How to eat more vegetable


Difficulty: Moderately Easy
Things You’ll Need:
* Shopping list and a pen
* The following veggies
* A little will power!

Step 1
The most important thing to do when it comes to eating healthy is to shop healthy. Put vegetables on your shopping list so you have them always on hand. Make it a habit to do a "quick trip" to the grocery store just for produce. Limiting yourself to the produce isle on the quick trip days will save you time. Your list might include: *Broccoli *Cauliflower *Baby carrots *Yellow peppers *Cucumbers *Tomatoes *Lettuce or bagged salad. In addition to fresh produce, buy frozen vegetables. Frozen vegetables have come a long way in terms of taste and retaining their healthy nutrients thanks to the process of flash freezing. They also last much longer than fresh produce. Stock up on the following frozen foods: *peas *green beans *broccoli *cauliflower *squash

Step 2
Bag up some veggies for a mid-morning snack at work. The following are easy to bring to work because they require minimal or no cutting, so they don't dry out. *Raw broccoli *Raw cauliflower *Raw baby carrots *Celery sticks. If you work has a microwave, bring in frozen veggies in a microwaveable container.

Step 3
Pack a lunch that includes veggies. If you bring a sandwich, include in it (or on the side) any of the following: *Raw broccoli *Raw cauliflower *Raw baby carrots *Raw yellow peppers *Sliced cucumbers *Sliced tomatoes *Lettuce. A salad is another obvious choice. You can make one yourself; if you need ideas making it more interesting, there are many recipes online. Or you can order one if you eat out for lunch.

Step 4
Make dinner with veggies in mind. Include vegetables as an easy side dish. Any of the veggies mentioned above can work for dinner. However, variety can be nice, as well as effective in introducing a variety of vitamins and nutrients into your diet. The following can be frozen varieties that are popped in the microwave, or fresh that are cut up and steamed on the stove top. *Peas *Green beans *Broccoli *Cauliflower *Squash.
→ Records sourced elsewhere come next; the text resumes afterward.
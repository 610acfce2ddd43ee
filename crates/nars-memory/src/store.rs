//! [`ConceptStore`] – bounded long-term memory keyed by term.
//!
//! The store is a [`Bag`] of [`Concept`]s.  The bag's key index doubles as
//! the term → concept lookup table, so a concept is either in both the
//! priority structure and the lookup or in neither.
//!
//! Creating a concept in a full store forgets the weakest one, together with
//! its link bags and sentence tables.  The terms of forgotten concepts are
//! queued for reporting and drained with [`ConceptStore::take_forgotten`].
//!
//! # Example
//!
//! ```rust
//! use std::sync::Arc;
//! use nars_memory::{BagConfig, ConceptConfig, ConceptStore, StandardBudget};
//! use nars_types::Term;
//!
//! let mut store = ConceptStore::new(
//!     BagConfig::new(2, 100, 10.0),
//!     ConceptConfig::default(),
//!     Arc::new(StandardBudget::default()),
//!     Some(7),
//! );
//! store.get_or_create(&Term::atom("bird"), 0);
//! assert!(store.contains(&Term::atom("bird")));
//!
//! let concept = store.select_one().unwrap();
//! store.return_one(concept, 1);
//! assert_eq!(store.len(), 1);
//! ```

use std::sync::Arc;

use nars_types::{Budget, Term};
use rand::rngs::StdRng;
use rand::{RngCore, SeedableRng};
use tracing::debug;

use crate::bag::{Bag, BagConfig, BagStats, Item};
use crate::budget::BudgetPolicy;
use crate::concept::{Concept, ConceptConfig};

pub struct ConceptStore {
    concepts: Bag<Concept>,
    concept_config: ConceptConfig,
    policy: Arc<dyn BudgetPolicy>,
    /// Seeds the link bags of newly created concepts.
    seeder: StdRng,
    initial_budget: Budget,
    forgotten: Vec<Term>,
}

impl ConceptStore {
    /// `seed` makes concept selection and every concept's link selection
    /// reproducible; `None` draws from system entropy.
    pub fn new(
        config: BagConfig,
        concept_config: ConceptConfig,
        policy: Arc<dyn BudgetPolicy>,
        seed: Option<u64>,
    ) -> Self {
        let mut seeder = match seed {
            Some(seed) => StdRng::seed_from_u64(seed),
            None => StdRng::from_entropy(),
        };
        let concepts = Bag::with_seed(config, Arc::clone(&policy), seeder.next_u64());
        Self {
            concepts,
            concept_config,
            policy,
            seeder,
            initial_budget: Budget::default(),
            forgotten: Vec::new(),
        }
    }

    /// Budget given to concepts created by [`get_or_create`](Self::get_or_create).
    pub fn with_initial_budget(mut self, budget: Budget) -> Self {
        self.initial_budget = budget;
        self
    }

    // -------------------------------------------------------------------------
    // Creation and lookup
    // -------------------------------------------------------------------------

    /// Return the concept for `term`, creating an empty one if needed.
    ///
    /// Creation at capacity evicts the weakest resident concept.
    pub fn get_or_create(&mut self, term: &Term, now: u64) -> &mut Concept {
        let budget = self.initial_budget.at(now);
        self.get_or_create_with(term, budget)
    }

    /// As [`get_or_create`](Self::get_or_create), with an explicit budget for
    /// a newly created concept.  An existing concept keeps its budget.
    pub fn get_or_create_with(&mut self, term: &Term, budget: Budget) -> &mut Concept {
        if !self.concepts.contains(term) {
            let concept = Concept::new(
                term.clone(),
                budget,
                &self.concept_config,
                Arc::clone(&self.policy),
                self.seeder.next_u64(),
            );
            debug!(term = %term, "concept created");
            if let Some(evicted) = self.concepts.put_in(concept) {
                self.record_forgotten(evicted);
            }
        }
        match self.concepts.get_mut(term) {
            Some(concept) => concept,
            None => unreachable!("concept {term} missing right after insertion"),
        }
    }

    /// Raise the concept's budget toward `budget` by merging, refiling it at
    /// its new level.  Returns `false` if the concept is not resident.
    pub fn activate(&mut self, term: &Term, budget: Budget) -> bool {
        let Some(mut concept) = self.concepts.pick_out(term) else {
            return false;
        };
        let merged = self.policy.merge(concept.budget(), &budget);
        *concept.budget_mut() = merged;
        if let Some(evicted) = self.concepts.put_in(concept) {
            self.record_forgotten(evicted);
        }
        true
    }

    /// Take the concept for `term` out of the store, creating it if needed,
    /// and merge `budget` into it.  While held the concept cannot be
    /// forgotten; hand it back with [`put_in`](Self::put_in).
    pub fn take_activated(&mut self, term: &Term, budget: Budget, now: u64) -> Concept {
        let mut concept = match self.concepts.pick_out(term) {
            Some(concept) => concept,
            None => {
                debug!(term = %term, "concept created");
                Concept::new(
                    term.clone(),
                    self.initial_budget.at(now),
                    &self.concept_config,
                    Arc::clone(&self.policy),
                    self.seeder.next_u64(),
                )
            }
        };
        let merged = self.policy.merge(concept.budget(), &budget);
        *concept.budget_mut() = merged;
        concept
    }

    /// File a held concept at its current budget without decay.  At capacity
    /// the weakest resident is forgotten to make room.
    pub fn put_in(&mut self, concept: Concept) {
        if let Some(evicted) = self.concepts.put_in(concept) {
            self.record_forgotten(evicted);
        }
    }

    pub fn get(&self, term: &Term) -> Option<&Concept> {
        self.concepts.get(term)
    }

    /// Mutable access for link and table updates.  Do not change the
    /// concept's budget through it; use [`activate`](Self::activate).
    pub fn get_mut(&mut self, term: &Term) -> Option<&mut Concept> {
        self.concepts.get_mut(term)
    }

    pub fn contains(&self, term: &Term) -> bool {
        self.concepts.contains(term)
    }

    // -------------------------------------------------------------------------
    // Selection
    // -------------------------------------------------------------------------

    /// Take out a concept by priority-biased draw.  The caller owns it until
    /// [`return_one`](Self::return_one).
    pub fn select_one(&mut self) -> Option<Concept> {
        self.concepts.take_out()
    }

    /// Decay `concept` as of `now` and put it back.
    pub fn return_one(&mut self, concept: Concept, now: u64) {
        if let Some(evicted) = self.concepts.put_back(concept, now) {
            self.record_forgotten(evicted);
        }
    }

    // -------------------------------------------------------------------------
    // Reporting
    // -------------------------------------------------------------------------

    /// Terms forgotten since the last call, oldest first.
    pub fn take_forgotten(&mut self) -> Vec<Term> {
        std::mem::take(&mut self.forgotten)
    }

    /// Concepts from the highest level down.
    pub fn iter(&self) -> impl Iterator<Item = &Concept> + '_ {
        self.concepts.iter()
    }

    pub fn len(&self) -> usize {
        self.concepts.len()
    }

    pub fn is_empty(&self) -> bool {
        self.concepts.is_empty()
    }

    pub fn capacity(&self) -> usize {
        self.concepts.capacity()
    }

    pub fn mass(&self) -> f64 {
        self.concepts.mass()
    }

    pub fn stats(&self) -> BagStats {
        self.concepts.stats()
    }

    /// Verify the underlying bag's invariants.  See [`Bag::assert_consistent`].
    pub fn assert_consistent(&self) {
        self.concepts.assert_consistent();
    }

    fn record_forgotten(&mut self, concept: Concept) {
        debug!(
            term = %concept.term(),
            task_links = concept.task_links().len(),
            term_links = concept.term_links().len(),
            "concept forgotten"
        );
        self.forgotten.push(concept.term().clone());
    }
}

impl std::fmt::Debug for ConceptStore {
    fn fmt(&self, f: &mut std::fmt::Formatter<'_>) -> std::fmt::Result {
        f.debug_struct("ConceptStore")
            .field("concepts", &self.concepts)
            .field("forgotten", &self.forgotten.len())
            .finish()
    }
}

#[cfg(test)]
mod tests {
    use super::*;
    use crate::budget::StandardBudget;
    use crate::link::LinkRole;

    fn store(capacity: usize) -> ConceptStore {
        ConceptStore::new(
            BagConfig::new(capacity, 100, 10.0),
            ConceptConfig::default(),
            Arc::new(StandardBudget::default()),
            Some(5),
        )
    }

    /// Asking twice for a term yields one concept.
    #[test]
    fn get_or_create_is_idempotent() {
        let mut s = store(4);
        let x = Term::atom("x");
        s.get_or_create(&x, 0);
        s.get_or_create(&x, 1);
        assert_eq!(s.len(), 1);
        assert_eq!(s.get(&x).unwrap().term(), &x);
    }

    /// A new concept in a full store forgets the weakest.
    #[test]
    fn third_concept_evicts_the_weaker_of_the_first_two() {
        let mut s = store(2);
        let (a, b, c) = (Term::atom("A"), Term::atom("B"), Term::atom("C"));
        s.get_or_create(&a, 0);
        s.get_or_create(&b, 0);
        // A gets attention, so B is now the weakest.
        assert!(s.activate(&a, Budget::new(0.95, 0.8, 0.5)));

        s.get_or_create(&c, 0);

        assert_eq!(s.len(), 2);
        assert!(s.contains(&a));
        assert!(!s.contains(&b));
        assert!(s.contains(&c));
        assert_eq!(s.take_forgotten(), vec![b]);
        assert!(s.take_forgotten().is_empty());
    }

    /// Explicit budgets decide which concept is forgotten.
    #[test]
    fn explicit_budgets_decide_eviction() {
        let mut s = store(2);
        let (a, b, c) = (Term::atom("A"), Term::atom("B"), Term::atom("C"));
        s.get_or_create_with(&a, Budget::new(0.2, 0.5, 0.5));
        s.get_or_create_with(&b, Budget::new(0.6, 0.5, 0.5));
        s.get_or_create_with(&c, Budget::new(0.4, 0.5, 0.5));
        assert!(!s.contains(&a));
        assert!(s.contains(&b));
        assert!(s.contains(&c));
    }

    /// A forgotten concept loses its links.
    #[test]
    fn eviction_discards_the_concept_links() {
        let mut s = store(1);
        let a = Term::atom("A");
        s.get_or_create(&a, 0)
            .link_term(Term::atom("z"), LinkRole::Compound(0), Budget::default());
        s.get_or_create(&Term::atom("B"), 0);
        assert!(!s.contains(&a));
        // A fresh concept for A starts empty.
        assert!(s.get_or_create(&a, 1).term_links().is_empty());
    }

    /// A selected concept comes back decayed.
    #[test]
    fn select_and_return_round_trip() {
        let mut s = store(4);
        let x = Term::atom("x");
        s.get_or_create(&x, 0);
        let concept = s.select_one().unwrap();
        assert!(!s.contains(&x));
        s.return_one(concept, 10);
        assert!(s.contains(&x));
        // Returned concept has decayed.
        assert!(s.get(&x).unwrap().priority() < Budget::default().priority);
    }

    /// Selecting from an empty store yields nothing.
    #[test]
    fn select_on_empty_store_is_none() {
        let mut s = store(4);
        assert!(s.select_one().is_none());
    }

    /// A concept held outside the store survives a full store.
    #[test]
    fn held_concept_cannot_be_forgotten() {
        let mut s = store(2);
        let (ab, a, b) = (Term::atom("AB"), Term::atom("A"), Term::atom("B"));
        let mut held = s.take_activated(&ab, Budget::new(0.9, 0.8, 0.5), 0);
        s.get_or_create(&a, 0);
        s.get_or_create(&b, 0);
        assert!(!s.contains(&ab));

        held.link_term(a.clone(), LinkRole::Component(0), Budget::default());
        s.put_in(held);

        assert_eq!(s.len(), 2);
        assert_eq!(s.get(&ab).unwrap().term_links().len(), 1);
        assert_eq!(s.take_forgotten(), vec![a]);
    }

    /// Taking an existing concept raises its budget.
    #[test]
    fn take_activated_merges_into_an_existing_concept() {
        let mut s = store(4);
        let x = Term::atom("x");
        s.get_or_create_with(&x, Budget::new(0.3, 0.5, 0.5));
        let held = s.take_activated(&x, Budget::new(0.9, 0.5, 0.5), 2);
        assert!(s.is_empty());
        assert!(held.priority() > 0.3);
        s.put_in(held);
        assert_eq!(s.len(), 1);
    }

    /// The initial budget only applies to new concepts.
    #[test]
    fn initial_budget_applies_to_new_concepts_only() {
        let mut s = store(4).with_initial_budget(Budget::new(0.2, 0.5, 0.5));
        let x = Term::atom("x");
        assert!((s.get_or_create(&x, 0).priority() - 0.2).abs() < 1e-6);

        let y = Term::atom("y");
        s.get_or_create_with(&y, Budget::new(0.6, 0.5, 0.5));
        assert!((s.get_or_create(&y, 1).priority() - 0.6).abs() < 1e-6);
    }

    /// Activating an unknown term creates nothing.
    #[test]
    fn activate_unknown_term_is_false() {
        let mut s = store(4);
        assert!(!s.activate(&Term::atom("ghost"), Budget::default()));
        assert!(s.is_empty());
    }

    /// Activation never lowers priority.
    #[test]
    fn activate_never_lowers_priority() {
        let mut s = store(4);
        let x = Term::atom("x");
        s.get_or_create_with(&x, Budget::new(0.7, 0.5, 0.5));
        s.activate(&x, Budget::new(0.1, 0.1, 0.1));
        assert!(s.get(&x).unwrap().priority() >= 0.7 - 1e-6);
    }
}
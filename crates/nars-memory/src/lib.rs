//! `nars-memory` – bounded, priority-driven memory.
//!
//! Everything the reasoner remembers lives in a [`Bag`]: a fixed-capacity
//! store that hands out items with a probability biased toward (but never
//! monopolised by) high priority, decays items as they are used, and forgets
//! the weakest item when it overflows.
//!
//! # Modules
//!
//! - [`budget`] – [`BudgetPolicy`]: the merge and decay arithmetic bags
//!   delegate to, and its default [`StandardBudget`].
//! - [`bag`] – the generic [`Bag`] and the [`Item`] capability it stores.
//! - [`link`] – [`TermLink`], [`TaskLink`] and novelty-constrained retrieval
//!   ([`Bag::take_out_matching`]).
//! - [`concept`] – [`Concept`]: one term's link bags and sentence tables.
//! - [`store`] – [`ConceptStore`]: the bounded bag of all concepts.
//!
//! Tasks waiting to be attached to a concept are held in a [`NovelTaskBag`].

pub mod bag;
pub mod budget;
pub mod concept;
pub mod link;
pub mod store;

pub use bag::{Bag, BagConfig, BagStats, Item};
pub use budget::{BudgetPolicy, DEFAULT_RELATIVE_THRESHOLD, StandardBudget};
pub use concept::{Concept, ConceptConfig, SentenceTable, TableOrder};
pub use link::{LinkRole, NoveltyRecord, TaskLink, TaskLinkBag, TermLink, TermLinkBag};
pub use store::ConceptStore;

/// Bag of freshly created tasks not yet attached to a concept.
pub type NovelTaskBag = Bag<nars_types::Task>;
In addition to these easy side dishes, if you are feeling ambitious, you can research recipes online. Just be wary of added ingredients that add fat. Tomorrow, you could bring some of the left overs from this meal to work to substitute step 3.

Step 5
Slice up some veggies for an evening snack. The following snacks have been kept as simple as possible, so you don't even need to take time preparing anything other than some washing and cutting. *Raw broccoli *Raw cauliflower *Raw baby carrots *Raw yellow peppers *Sliced cucumbers *Sliced tomatoes *Salad Note: If you are prone to heartburn, you might want to skip the tomatoes and peppers before bed.

Step 6
Keep up these healthy habits by shopping for veggies next week.

Step 7
Remember, eating healthy and managing your weight can be difficult. A lot of times our instinct is to eat LESS. While portion control is certainly important, the ADDITION of healthy foods, i.e. vegetables, is also important. If you eat more vegetables, you will be less hungry. So happy munching!